High HPgV replication is associated with improved surrogate markers of HIV progression.

  • Gibran Horemheb-Rubio,
  • Pilar Ramos-Cervantes,
  • Hugo Arroyo-Figueroa,
  • Santiago Ávila-Ríos,
  • Claudia García-Morales,
  • Gustavo Reyes-Terán,
  • Galileo Escobedo,
  • Gloria Estrada,
  • Trinidad García-Iglesias,
  • Nayeli Muñoz-Saucedo,
  • David Kershenobich,
  • Patricia Ostrosky-Wegman,
  • Guillermo M Ruiz-Palacios

DOI
https://doi.org/10.1371/journal.pone.0184494
Journal volume & issue
Vol. 12, no. 9
p. e0184494

Abstract

Read online

Human Pegivirus (HPgV) may have a beneficial effect on HIV disease progression in co-infected patients; however, the virologic characteristics of this infection are not well defined.
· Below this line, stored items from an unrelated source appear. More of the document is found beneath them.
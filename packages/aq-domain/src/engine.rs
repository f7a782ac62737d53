//! Filter, sort and paginate a discovery collection.
//!
//! Everything here is a pure function of its inputs: the collection is borrowed, never
//! mutated, and every call allocates its own result.

use std::cmp::{Ordering, Reverse};

use serde::{Deserialize, Serialize};

use crate::{
	discovery::Discovery,
	query::{DiscoveryFilter, DiscoveryQuery, RatingTieBreak, SortBy, SortOrder},
	stats::DiscoveryStats,
};

#[derive(Debug, Clone, Copy, PartialEq, Eq, Serialize, Deserialize)]
#[serde(rename_all = "snake_case")]
pub enum RecordSource {
	StaticJson,
	Postgres,
}
impl RecordSource {
	pub fn as_str(&self) -> &'static str {
		match self {
			Self::StaticJson => "static_json",
			Self::Postgres => "postgres",
		}
	}
}

/// The filters that were actually applied, after coercion.
#[derive(Debug, Clone, Default, PartialEq, Serialize, Deserialize)]
#[serde(rename_all = "camelCase")]
pub struct AppliedFilters {
	pub rating: Option<String>,
	pub domain: Option<String>,
	pub min_similarity: Option<f64>,
}
impl From<&DiscoveryFilter> for AppliedFilters {
	fn from(filter: &DiscoveryFilter) -> Self {
		Self {
			rating: filter.rating.clone(),
			domain: filter.domain.clone(),
			min_similarity: filter.min_similarity,
		}
	}
}

#[derive(Debug, Clone, PartialEq, Serialize, Deserialize)]
pub struct PageMetadata {
	/// Matches after filtering, before pagination.
	pub total: usize,
	pub returned: usize,
	pub offset: usize,
	pub limit: Option<usize>,
	pub filters: AppliedFilters,
	/// Computed over the filtered, unpaginated set.
	pub stats: DiscoveryStats,
	pub source: RecordSource,
}

#[derive(Debug, Clone, PartialEq, Serialize, Deserialize)]
pub struct DiscoveryPage {
	pub data: Vec<Discovery>,
	pub metadata: PageMetadata,
}

pub fn run(records: &[Discovery], query: &DiscoveryQuery, source: RecordSource) -> DiscoveryPage {
	let mut matched = filter(records, &query.filter);

	sort(&mut matched, query.sort_by, query.order, query.rating_tie_break);

	let total = matched.len();
	let stats = DiscoveryStats::compute(matched.iter().copied());
	let data =
		paginate(matched, query.offset, query.limit).into_iter().cloned().collect::<Vec<_>>();

	DiscoveryPage {
		metadata: PageMetadata {
			total,
			returned: data.len(),
			offset: query.offset,
			limit: query.limit,
			filters: AppliedFilters::from(&query.filter),
			stats,
			source,
		},
		data,
	}
}

/// Applies rating, then domain membership, then the similarity floor.
pub fn filter<'a>(records: &'a [Discovery], filter: &DiscoveryFilter) -> Vec<&'a Discovery> {
	records.iter().filter(|discovery| filter.matches(discovery)).collect()
}

/// Stable sort. `Desc` puts the larger key first for every sort key.
pub fn sort(
	records: &mut [&Discovery],
	sort_by: SortBy,
	order: SortOrder,
	rating_tie_break: RatingTieBreak,
) {
	if sort_by == SortBy::Domain {
		match order {
			SortOrder::Asc => records.sort_by_cached_key(|d| d.domains.canonical_key()),
			SortOrder::Desc => records.sort_by_cached_key(|d| Reverse(d.domains.canonical_key())),
		}

		return;
	}

	records.sort_by(|a, b| compare(a, b, sort_by, order, rating_tie_break));
}

pub fn paginate<T>(items: Vec<T>, offset: usize, limit: Option<usize>) -> Vec<T> {
	items.into_iter().skip(offset).take(limit.unwrap_or(usize::MAX)).collect()
}

fn compare(
	a: &Discovery,
	b: &Discovery,
	sort_by: SortBy,
	order: SortOrder,
	rating_tie_break: RatingTieBreak,
) -> Ordering {
	let primary = match sort_by {
		SortBy::Similarity => a.similarity.total_cmp(&b.similarity),
		SortBy::Rating => a.rating.cmp(&b.rating),
		SortBy::Id => a.id.cmp(&b.id),
		SortBy::Session => a.session_or_zero().cmp(&b.session_or_zero()),
		SortBy::Domain => a.domains.canonical_key().cmp(&b.domains.canonical_key()),
	};
	let primary = directed(primary, order);

	if sort_by != SortBy::Rating || primary != Ordering::Equal {
		return primary;
	}

	let similarity = a.similarity.total_cmp(&b.similarity);

	match rating_tie_break {
		RatingTieBreak::FollowOrder => directed(similarity, order),
		RatingTieBreak::SimilarityDesc => similarity.reverse(),
	}
}

fn directed(ordering: Ordering, order: SortOrder) -> Ordering {
	match order {
		SortOrder::Asc => ordering,
		SortOrder::Desc => ordering.reverse(),
	}
}
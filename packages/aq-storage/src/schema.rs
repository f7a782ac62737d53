pub fn render_schema() -> String {
	let init = include_str!("../../../sql/init.sql");

	expand_includes(init)
}

fn expand_includes(sql: &str) -> String {
	let mut out = String::new();

	for line in sql.lines() {
		let trimmed = line.trim();

		if let Some(path) = trimmed.strip_prefix("\\ir ") {
			match path.trim() {
				"00_extensions.sql" => out.push_str(include_str!("../../../sql/00_extensions.sql")),
				"tables/001_papers.sql" =>
					out.push_str(include_str!("../../../sql/tables/001_papers.sql")),
				"tables/002_mechanisms.sql" =>
					out.push_str(include_str!("../../../sql/tables/002_mechanisms.sql")),
				"tables/003_discoveries.sql" =>
					out.push_str(include_str!("../../../sql/tables/003_discoveries.sql")),
				"tables/004_discovered_pairs.sql" =>
					out.push_str(include_str!("../../../sql/tables/004_discovered_pairs.sql")),
				"tables/005_discovery_editorials.sql" =>
					out.push_str(include_str!("../../../sql/tables/005_discovery_editorials.sql")),
				_ => out.push_str(line),
			}
		} else {
			out.push_str(line);
		}

		out.push('\n');
	}

	out
}
pub mod discoveries;
pub mod overview;
pub mod pairs;
pub mod store;

mod error;
mod normalize;

pub use aq_storage::models::PairRecord;
pub use discoveries::{
	DetailMetadata, DiscoveryDetail, FeaturedMetadata, FeaturedPage, WriteOperation,
	parse_discovery_id,
};
pub use error::{Error, Result};
pub use overview::{Capabilities, CatalogOverview, RatingCounts};
pub use pairs::{PairFilter, PairPage, PairPageMetadata, PairParams, PairQuery, PairStats};
pub use store::{PgStore, StaticStore, open_store};

use std::{future::Future, pin::Pin, sync::Arc};

use aq_config::Config;
use aq_domain::{Discovery, DiscoveryFilter, RatingTieBreak, RecordSource};
use serde_json::{Map, Value};

pub type BoxFuture<'a, T> = Pin<Box<dyn Future<Output = T> + Send + 'a>>;

/// Read access to the canonical discovery collection.
///
/// Implementations return records that already satisfy the canonical invariants. `load` may
/// narrow by the filter but is not required to; callers reapply it.
pub trait DiscoveryStore
where
	Self: Send + Sync,
{
	fn source(&self) -> RecordSource;

	fn load<'a>(&'a self, filter: &'a DiscoveryFilter) -> BoxFuture<'a, Result<Vec<Discovery>>>;

	fn get<'a>(&'a self, id: i64) -> BoxFuture<'a, Result<Option<Discovery>>>;

	fn pairs<'a>(&'a self, filter: &'a PairFilter) -> BoxFuture<'a, Result<Vec<PairRecord>>>;

	fn unique_pair_count<'a>(&'a self) -> BoxFuture<'a, Result<usize>>;

	/// Provenance fields echoed into pair listings.
	fn pair_metadata(&self) -> Map<String, Value> {
		Map::new()
	}

	/// Releases backend resources once the server has stopped.
	fn close<'a>(&'a self) -> BoxFuture<'a, ()> {
		Box::pin(async {})
	}
}

pub struct AnalogService {
	pub cfg: Config,
	pub store: Arc<dyn DiscoveryStore>,
}
impl AnalogService {
	pub fn new(cfg: Config, store: Arc<dyn DiscoveryStore>) -> Self {
		Self { cfg, store }
	}

	pub async fn close(&self) {
		self.store.close().await;

		tracing::info!(source = self.store.source().as_str(), "Discovery store closed.");
	}

	pub(crate) fn rating_tie_break(&self) -> RatingTieBreak {
		self.cfg.query.rating_tie_break
	}
}
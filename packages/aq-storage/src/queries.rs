use sqlx::{Postgres, QueryBuilder};

use crate::{Result, db::Db, models::{DiscoveryRow, PairRecord}};

const DISCOVERY_SELECT: &str = "\
SELECT
	d.id,
	d.similarity,
	d.rating,
	d.title,
	d.explanation,
	d.pattern,
	d.session,
	p1.title AS paper_1_title,
	p1.domain AS paper_1_domain,
	p1.arxiv_id AS paper_1_arxiv_id,
	p1.url AS paper_1_url,
	m1.description AS mechanism_1_description,
	p2.title AS paper_2_title,
	p2.domain AS paper_2_domain,
	p2.arxiv_id AS paper_2_arxiv_id,
	p2.url AS paper_2_url,
	m2.description AS mechanism_2_description,
	e.editorial_title,
	e.public_title,
	e.subtitle,
	e.body,
	e.tags,
	e.evidence_basis,
	e.mechanism_anchor
FROM discoveries d
JOIN mechanisms m1 ON d.mechanism_1_id = m1.id
JOIN mechanisms m2 ON d.mechanism_2_id = m2.id
JOIN papers p1 ON m1.paper_id = p1.id
JOIN papers p2 ON m2.paper_id = p2.id
LEFT JOIN discovery_editorials e ON e.discovery_id = d.id
WHERE d.rating IN ('excellent', 'good')";

/// Predicates pushed down to the database. Ordering and pagination stay with the caller, which
/// needs the whole filtered set for totals and statistics.
#[derive(Debug, Clone, Copy, Default)]
pub struct DiscoveryFilterArgs<'a> {
	pub rating: Option<&'a str>,
	pub domain: Option<&'a str>,
	pub min_similarity: Option<f64>,
}

#[derive(Debug, Clone, Copy, Default)]
pub struct PairFilterArgs<'a> {
	pub session: Option<i64>,
	pub rating: Option<&'a str>,
	pub min_similarity: Option<f64>,
}

pub async fn fetch_discoveries(
	db: &Db,
	args: DiscoveryFilterArgs<'_>,
) -> Result<Vec<DiscoveryRow>> {
	let mut builder = QueryBuilder::<Postgres>::new(DISCOVERY_SELECT);

	if let Some(rating) = args.rating {
		builder.push(" AND d.rating = ");
		builder.push_bind(rating);
	}
	// Compared in normalized form: trimmed, with blank or missing domains read as `unknown`.
	if let Some(domain) = args.domain {
		builder.push(" AND (COALESCE(NULLIF(btrim(p1.domain), ''), 'unknown') = ");
		builder.push_bind(domain);
		builder.push(" OR COALESCE(NULLIF(btrim(p2.domain), ''), 'unknown') = ");
		builder.push_bind(domain);
		builder.push(")");
	}
	if let Some(min_similarity) = args.min_similarity {
		builder.push(" AND d.similarity >= ");
		builder.push_bind(min_similarity);
	}

	builder.push(" ORDER BY d.id");

	let rows = builder.build_query_as::<DiscoveryRow>().fetch_all(&db.pool).await?;

	Ok(rows)
}

pub async fn fetch_discovery(db: &Db, id: i64) -> Result<Option<DiscoveryRow>> {
	let mut builder = QueryBuilder::<Postgres>::new(DISCOVERY_SELECT);

	builder.push(" AND d.id = ");
	builder.push_bind(id);

	let row = builder.build_query_as::<DiscoveryRow>().fetch_optional(&db.pool).await?;

	Ok(row)
}

pub async fn fetch_pairs(db: &Db, args: PairFilterArgs<'_>) -> Result<Vec<PairRecord>> {
	let mut builder = QueryBuilder::<Postgres>::new(
		"\
SELECT DISTINCT ON (dp.paper_1_id, dp.paper_2_id)
	dp.paper_1_id,
	dp.paper_2_id,
	dp.discovered_in_session,
	d.similarity,
	d.rating,
	p1.title AS paper_1_title,
	p1.domain AS paper_1_domain,
	p2.title AS paper_2_title,
	p2.domain AS paper_2_domain
FROM discovered_pairs dp
LEFT JOIN papers p1 ON dp.paper_1_id = p1.id
LEFT JOIN papers p2 ON dp.paper_2_id = p2.id
LEFT JOIN (
	SELECT d_inner.similarity, d_inner.rating, m1.paper_id AS p1_id, m2.paper_id AS p2_id
	FROM discoveries d_inner
	JOIN mechanisms m1 ON d_inner.mechanism_1_id = m1.id
	JOIN mechanisms m2 ON d_inner.mechanism_2_id = m2.id
) d ON (
	(d.p1_id = dp.paper_1_id AND d.p2_id = dp.paper_2_id)
	OR (d.p1_id = dp.paper_2_id AND d.p2_id = dp.paper_1_id)
)
WHERE 1 = 1",
	);

	if let Some(session) = args.session {
		builder.push(" AND dp.discovered_in_session = ");
		builder.push_bind(session);
	}
	if let Some(rating) = args.rating {
		builder.push(" AND d.rating = ");
		builder.push_bind(rating);
	}
	if let Some(min_similarity) = args.min_similarity {
		builder.push(" AND d.similarity >= ");
		builder.push_bind(min_similarity);
	}

	// DISTINCT ON keeps the best-scoring discovery per pair.
	builder.push(" ORDER BY dp.paper_1_id, dp.paper_2_id, d.similarity DESC NULLS LAST");

	let rows = builder.build_query_as::<PairRecord>().fetch_all(&db.pool).await?;

	Ok(rows)
}

pub async fn count_pairs(db: &Db) -> Result<i64> {
	let count: i64 =
		sqlx::query_scalar("SELECT count(*) FROM discovered_pairs").fetch_one(&db.pool).await?;

	Ok(count)
}
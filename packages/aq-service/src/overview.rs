use std::collections::BTreeSet;

use serde::{Deserialize, Serialize};

use aq_domain::{DiscoveryFilter, DiscoveryStats, DomainPairCount, RecordSource, SimilarityStats};

use crate::{AnalogService, Result};

pub const API_VERSION: &str = "1.0.0";

#[derive(Debug, Clone, Copy, PartialEq, Eq, Serialize, Deserialize)]
pub struct RatingCounts {
	pub excellent: usize,
	pub good: usize,
}

#[derive(Debug, Clone, Copy, PartialEq, Eq, Serialize, Deserialize)]
pub struct Capabilities {
	pub filtering: bool,
	pub sorting: bool,
	pub pagination: bool,
	pub writing: bool,
	pub database: bool,
}

/// Whole-collection summary, independent of any request filter.
#[derive(Debug, Clone, PartialEq, Serialize, Deserialize)]
pub struct CatalogOverview {
	pub total_discoveries: usize,
	pub unique_pairs: usize,
	pub ratings: RatingCounts,
	pub similarity_range: SimilarityStats,
	pub domains: Vec<String>,
	/// Records without a session count as session 0.
	pub sessions: Vec<i64>,
	pub domain_pairs: Vec<DomainPairCount>,
	pub api_version: String,
	pub capabilities: Capabilities,
	pub source: RecordSource,
}

impl AnalogService {
	pub async fn catalog_overview(&self) -> Result<CatalogOverview> {
		let records = self.store.load(&DiscoveryFilter::default()).await?;
		let unique_pairs = self.store.unique_pair_count().await?;
		let stats = DiscoveryStats::compute(records.iter());
		let sessions = records
			.iter()
			.map(|discovery| discovery.session_or_zero())
			.collect::<BTreeSet<_>>()
			.into_iter()
			.collect();
		let source = self.store.source();

		Ok(CatalogOverview {
			total_discoveries: records.len(),
			unique_pairs,
			ratings: RatingCounts { excellent: stats.excellent, good: stats.good },
			similarity_range: stats.similarity,
			domains: stats.domains,
			sessions,
			domain_pairs: stats.domain_pairs,
			api_version: API_VERSION.to_string(),
			capabilities: Capabilities {
				filtering: true,
				sorting: true,
				pagination: true,
				writing: false,
				database: source == RecordSource::Postgres,
			},
			source,
		})
	}
}
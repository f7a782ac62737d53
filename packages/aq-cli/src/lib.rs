use clap::builder::{
	Styles,
	styling::{AnsiColor, Effects},
};

pub const VERSION: &str = env!("CARGO_PKG_VERSION");

/// Help output styling shared by every `aq-*` binary.
pub fn styles() -> Styles {
	Styles::styled()
		.header(AnsiColor::Yellow.on_default() | Effects::BOLD)
		.usage(AnsiColor::Yellow.on_default() | Effects::BOLD)
		.literal(AnsiColor::Cyan.on_default() | Effects::BOLD)
		.placeholder(AnsiColor::Green.on_default())
		.error(AnsiColor::Red.on_default() | Effects::BOLD)
}
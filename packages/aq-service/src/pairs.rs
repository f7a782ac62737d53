//! Discovered paper pairs, the deduplicated record of which documents have been matched.

use std::{cmp::Ordering, collections::BTreeSet};

use serde::{Deserialize, Serialize};
use serde_json::{Map, Value};

use aq_domain::{
	RecordSource, SimilarityStats, engine,
	query::{parse_float, parse_integer, parse_limit, parse_offset, parse_text},
};
use aq_storage::models::PairRecord;

use crate::{AnalogService, Result};

#[derive(Debug, Clone, Default, Serialize, Deserialize)]
#[serde(rename_all = "camelCase")]
pub struct PairParams {
	pub session: Option<String>,
	pub rating: Option<String>,
	pub min_similarity: Option<String>,
	pub limit: Option<String>,
	pub offset: Option<String>,
}
impl PairParams {
	/// Same first-value-wins rule as `QueryParams::from_pairs`.
	pub fn from_pairs<I>(pairs: I) -> Self
	where
		I: IntoIterator<Item = (String, String)>,
	{
		let mut params = Self::default();

		for (key, value) in pairs {
			let slot = match key.as_str() {
				"session" => &mut params.session,
				"rating" => &mut params.rating,
				"minSimilarity" => &mut params.min_similarity,
				"limit" => &mut params.limit,
				"offset" => &mut params.offset,
				_ => continue,
			};

			slot.get_or_insert(value);
		}

		params
	}
}

#[derive(Debug, Clone, Default, PartialEq)]
pub struct PairFilter {
	pub session: Option<i64>,
	pub rating: Option<String>,
	pub min_similarity: Option<f64>,
}
impl PairFilter {
	/// A pair without a similarity never passes a similarity floor.
	pub fn matches(&self, pair: &PairRecord) -> bool {
		if let Some(session) = self.session
			&& pair.discovered_in_session != session
		{
			return false;
		}
		if let Some(rating) = self.rating.as_deref()
			&& pair.rating.as_deref() != Some(rating)
		{
			return false;
		}
		if let Some(threshold) = self.min_similarity
			&& !pair.similarity.is_some_and(|similarity| similarity >= threshold)
		{
			return false;
		}

		true
	}
}

#[derive(Debug, Clone, Default, PartialEq)]
pub struct PairQuery {
	pub filter: PairFilter,
	pub limit: Option<usize>,
	pub offset: usize,
}
impl PairQuery {
	pub fn from_params(params: &PairParams) -> Self {
		Self {
			filter: PairFilter {
				session: params.session.as_deref().and_then(parse_integer),
				rating: parse_text(params.rating.as_deref()),
				min_similarity: params.min_similarity.as_deref().and_then(parse_float),
			},
			limit: params.limit.as_deref().and_then(parse_limit),
			offset: params.offset.as_deref().map(parse_offset).unwrap_or(0),
		}
	}
}

#[derive(Debug, Clone, PartialEq, Serialize, Deserialize)]
pub struct PairStats {
	pub total: usize,
	pub excellent: usize,
	pub good: usize,
	pub sessions: Vec<i64>,
	pub similarity: SimilarityStats,
}
impl PairStats {
	pub fn compute(pairs: &[PairRecord]) -> Self {
		let count_rating =
			|rating: &str| pairs.iter().filter(|pair| pair.rating.as_deref() == Some(rating)).count();

		Self {
			total: pairs.len(),
			excellent: count_rating("excellent"),
			good: count_rating("good"),
			sessions: pairs
				.iter()
				.map(|pair| pair.discovered_in_session)
				.collect::<BTreeSet<_>>()
				.into_iter()
				.collect(),
			similarity: SimilarityStats::from_values(pairs.iter().filter_map(|pair| pair.similarity)),
		}
	}
}

#[derive(Debug, Clone, PartialEq, Serialize, Deserialize)]
pub struct PairPageMetadata {
	/// Provenance fields from the pair catalog, flattened in.
	#[serde(flatten)]
	pub catalog: Map<String, Value>,
	pub total: usize,
	pub returned: usize,
	pub offset: usize,
	pub limit: Option<usize>,
	pub stats: PairStats,
	pub source: RecordSource,
}

#[derive(Debug, Clone, PartialEq, Serialize, Deserialize)]
pub struct PairPage {
	pub data: Vec<PairRecord>,
	pub metadata: PairPageMetadata,
}

impl AnalogService {
	pub async fn list_pairs(&self, params: &PairParams) -> Result<PairPage> {
		let query = PairQuery::from_params(params);
		let mut pairs = self.store.pairs(&query.filter).await?;

		pairs.retain(|pair| query.filter.matches(pair));
		sort_pairs(&mut pairs);

		let stats = PairStats::compute(&pairs);
		let total = pairs.len();
		let data = engine::paginate(pairs, query.offset, query.limit);
		let mut catalog = self.store.pair_metadata();

		for reserved in ["total", "returned", "offset", "limit", "stats", "source"] {
			catalog.remove(reserved);
		}

		Ok(PairPage {
			metadata: PairPageMetadata {
				catalog,
				total,
				returned: data.len(),
				offset: query.offset,
				limit: query.limit,
				stats,
				source: self.store.source(),
			},
			data,
		})
	}
}

/// Similarity descending with missing values last, then session descending.
pub fn sort_pairs(pairs: &mut [PairRecord]) {
	pairs.sort_by(|a, b| {
		let by_similarity = match (a.similarity, b.similarity) {
			(Some(left), Some(right)) => right.total_cmp(&left),
			(Some(_), None) => Ordering::Less,
			(None, Some(_)) => Ordering::Greater,
			(None, None) => Ordering::Equal,
		};

		by_similarity.then_with(|| b.discovered_in_session.cmp(&a.discovered_in_session))
	});
}

#[cfg(test)]
mod tests {
	use aq_storage::models::PairRecord;

	use crate::pairs::{PairFilter, PairParams, sort_pairs};

	fn pair(id: i64, session: i64, similarity: Option<f64>) -> PairRecord {
		PairRecord {
			paper_1_id: id,
			paper_2_id: id + 100,
			discovered_in_session: session,
			similarity,
			rating: Some("good".to_string()),
			paper_1_title: None,
			paper_1_domain: None,
			paper_2_title: None,
			paper_2_domain: None,
		}
	}

	#[test]
	fn missing_similarity_sorts_last_then_session_breaks_ties() {
		let mut pairs =
			vec![pair(1, 37, None), pair(2, 37, Some(0.7)), pair(3, 40, Some(0.7)), pair(4, 38, Some(0.9))];

		sort_pairs(&mut pairs);

		assert_eq!(pairs.iter().map(|p| p.paper_1_id).collect::<Vec<_>>(), vec![4, 3, 2, 1]);
	}

	#[test]
	fn similarity_floor_excludes_unscored_pairs() {
		let filter = PairFilter { min_similarity: Some(0.5), ..Default::default() };

		assert!(!filter.matches(&pair(1, 37, None)));
		assert!(filter.matches(&pair(1, 37, Some(0.5))));
	}

	#[test]
	fn repeated_pair_params_keep_the_first_value() {
		let params = PairParams::from_pairs(vec![
			("session".to_string(), "38".to_string()),
			("session".to_string(), "40".to_string()),
			("offset".to_string(), "1".to_string()),
		]);

		assert_eq!(params.session.as_deref(), Some("38"));
		assert_eq!(params.offset.as_deref(), Some("1"));
		assert!(params.limit.is_none());
	}
}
In this study, we determined HPgV viremia prevalence in Mexico and provide new insights to understand HPgV infection and HPgV/HIV co-infection.We analyzed and quantified 7,890 serum samples for HPgV viremia by One-Step RT-Real-Time PCR, 6,484 from healthy blood donors and 1,406 from HIV-infected patients. Data on HIV progression were obtained from patients' records. HPgV genotyping was performed in 445 samples by nested PCR of the 5'URT region. Finite Mixture Models were used to identify clustering patterns of HPgV viremia in blood donors and co-infected antiretroviral (ART)-naïve patients.HPgV was detected in 2.98% of blood donors and 33% of HIV patients, with a wide range of viral loads. The most prevalent genotypes were 3 (58.6%)and 2 (33.7%). HPgV viral loads from healthy blood donors and HPgV/HIV+ ART-naïve co-infected patients were clustered into two component distributions, low and high, with a cut-off point of 5.07log10 and 5.06log10, respectively. High HPgV viremia was associated with improved surrogate markers of HIV infection, independent of the estimated duration of HIV infection or HIV treatment.HPgV prevalence in Mexico was similar to that reported for other countries. The prevalent genotypes could be related to Mexico's geographic location and ethnicity, since genotype 2 is frequent in the United States and Europe and genotype 3 in Asia and Amerindian populations. HPgV viral load demonstrated two patterns of replication, low and high. The more pronounced beneficial response observed in co-infected patients with high HPgV viremia may explain discrepancies found between other studies. Mechanisms explaining high and low HPgV replication should be explored to determine whether the persistently elevated replication depends on host or viral factors.